◆ **Collected data**:
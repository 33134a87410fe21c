use std::sync::Arc;

use bson::{doc, oid::ObjectId};
use eyre::Error;
use model::{
    client::{Client, Student},
    decimal::Decimal,
    session::Session,
};
use mongodb::Collection;

use crate::session::Db;

const CLIENTS: &str = "clients";
const STUDENTS: &str = "students";

#[derive(Clone)]
pub struct ClientStore {
    collection: Arc<Collection<Client>>,
}

impl ClientStore {
    pub(crate) fn new(db: &Db) -> Self {
        ClientStore {
            collection: Arc::new(db.collection(CLIENTS)),
        }
    }

    pub async fn insert(&self, session: &mut Session, client: Client) -> Result<(), Error> {
        self.collection
            .insert_one(client)
            .session(&mut **session)
            .await?;
        Ok(())
    }

    pub async fn get(&self, session: &mut Session, id: ObjectId) -> Result<Option<Client>, Error> {
        Ok(self
            .collection
            .find_one(doc! { "_id": id })
            .session(&mut **session)
            .await?)
    }

    pub async fn credit(
        &self,
        session: &mut Session,
        id: ObjectId,
        amount: Decimal,
    ) -> Result<bool, Error> {
        let result = self
            .collection
            .update_one(
                doc! { "_id": id },
                doc! { "$inc": { "balance": amount.inner() } },
            )
            .session(&mut **session)
            .await?;
        Ok(result.modified_count == 1)
    }

    /// Debits the balance only when it covers the amount; the filter makes
    /// the check and the decrement one atomic operation.
    pub async fn debit(
        &self,
        session: &mut Session,
        id: ObjectId,
        amount: Decimal,
    ) -> Result<bool, Error> {
        let result = self
            .collection
            .update_one(
                doc! { "_id": id, "balance": { "$gte": amount.inner() } },
                doc! { "$inc": { "balance": -amount.inner() } },
            )
            .session(&mut **session)
            .await?;
        Ok(result.modified_count == 1)
    }

    /// Unguarded signed adjustment. Payment cancellation uses it and then
    /// restores the balance to non-negative by reopening paid invoices.
    pub async fn adjust(
        &self,
        session: &mut Session,
        id: ObjectId,
        amount: i64,
    ) -> Result<bool, Error> {
        let result = self
            .collection
            .update_one(doc! { "_id": id }, doc! { "$inc": { "balance": amount } })
            .session(&mut **session)
            .await?;
        Ok(result.modified_count == 1)
    }
}

#[derive(Clone)]
pub struct StudentStore {
    collection: Arc<Collection<Student>>,
}

impl StudentStore {
    pub(crate) fn new(db: &Db) -> Self {
        StudentStore {
            collection: Arc::new(db.collection(STUDENTS)),
        }
    }

    pub async fn insert(&self, session: &mut Session, student: Student) -> Result<(), Error> {
        self.collection
            .insert_one(student)
            .session(&mut **session)
            .await?;
        Ok(())
    }

    pub async fn get(
        &self,
        session: &mut Session,
        id: ObjectId,
    ) -> Result<Option<Student>, Error> {
        Ok(self
            .collection
            .find_one(doc! { "_id": id })
            .session(&mut **session)
            .await?)
    }

    pub async fn find_by_client(
        &self,
        session: &mut Session,
        client_id: ObjectId,
    ) -> Result<Vec<Student>, Error> {
        let mut cursor = self
            .collection
            .find(doc! { "client_id": client_id })
            .session(&mut **session)
            .await?;
        let mut students = Vec::new();
        while let Some(student) = cursor.next(&mut *session).await {
            students.push(student?);
        }
        Ok(students)
    }
}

◆ **REQUIREMENT**: Each record must be returned in full and exactly.

◆ **SOLUTION**:
repository 33134a87410fe21c
use std::sync::Arc;

use bson::{doc, oid::ObjectId};
use eyre::Error;
use model::{
    client::{Client, Student},
    decimal::Decimal,
    session::Session,
};
use mongodb::Collection;

use crate::session::Db;

const CLIENTS: &str = "clients";
const STUDENTS: &str = "students";

#[derive(Clone)]
pub struct ClientStore {
    collection: Arc<Collection<Client>>,
}

impl ClientStore {
    pub(crate) fn new(db: &Db) -> Self {
        ClientStore {
            collection: Arc::new(db.collection(CLIENTS)),
        }
    }

    pub async fn insert(&self, session: &mut Session, client: Client) -> Result<(), Error> {
        self.collection
            .insert_one(client)
            .session(&mut **session)
            .await?;
        Ok(())
    }

    pub async fn get(&self, session: &mut Session, id: ObjectId) -> Result<Option<Client>, Error> {
        Ok(self
            .collection
            .find_one(doc! { "_id": id })
            .session(&mut **session)
            .await?)
    }

    pub async fn credit(
        &self,
        session: &mut Session,
        id: ObjectId,
        amount: Decimal,
    ) -> Result<bool, Error> {
        let result = self
            .collection
            .update_one(
                doc! { "_id": id },
                doc! { "$inc": { "balance": amount.inner() } },
            )
            .session(&mut **session)
            .await?;
        Ok(result.modified_count == 1)
    }

    /// Debits the balance only when it covers the amount; the filter makes
    /// the check and the decrement one atomic operation.
    pub async fn debit(
        &self,
        session: &mut Session,
        id: ObjectId,
        amount: Decimal,
    ) -> Result<bool, Error> {
        let result = self
            .collection
            .update_one(
                doc! { "_id": id, "balance": { "$gte": amount.inner() } },
                doc! { "$inc": { "balance": -amount.inner() } },
            )
            .session(&mut **session)
            .await?;
        Ok(result.modified_count == 1)
    }

    /// Unguarded signed adjustment. Payment cancellation uses it and then
    /// restores the balance to non-negative by reopening paid invoices.
    pub async fn adjust(
        &self,
        session: &mut Session,
        id: ObjectId,
        amount: i64,
    ) -> Result<bool, Error> {
        let result = self
            .collection
            .update_one(doc! { "_id": id }, doc! { "$inc": { "balance": amount } })
            .session(&mut **session)
            .await?;
        Ok(result.modified_count == 1)
    }
}

#[derive(Clone)]
pub struct StudentStore {
    collection: Arc<Collection<Student>>,
}

impl StudentStore {
    pub(crate) fn new(db: &Db) -> Self {
        StudentStore {
            collection: Arc::new(db.collection(STUDENTS)),
        }
    }

    pub async fn insert(&self, session: &mut Session, student: Student) -> Result<(), Error> {
        self.collection
            .insert_one(student)
            .session(&mut **session)
            .await?;
        Ok(())
    }

    pub async fn get(
        &self,
        session: &mut Session,
        id: ObjectId,
    ) -> Result<Option<Student>, Error> {
        Ok(self
            .collection
            .find_one(doc! { "_id": id })
            .session(&mut **session)
            .await?)
    }

    pub async fn find_by_client(
        &self,
        session: &mut Session,
        client_id: ObjectId,
    ) -> Result<Vec<Student>, Error> {
        let mut cursor = self
            .collection
            .find(doc! { "client_id": client_id })
            .session(&mut **session)
            .await?;
        let mut students = Vec::new();
        while let Some(student) = cursor.next(&mut *session).await {
            students.push(student?);
        }
        Ok(students)
    }
}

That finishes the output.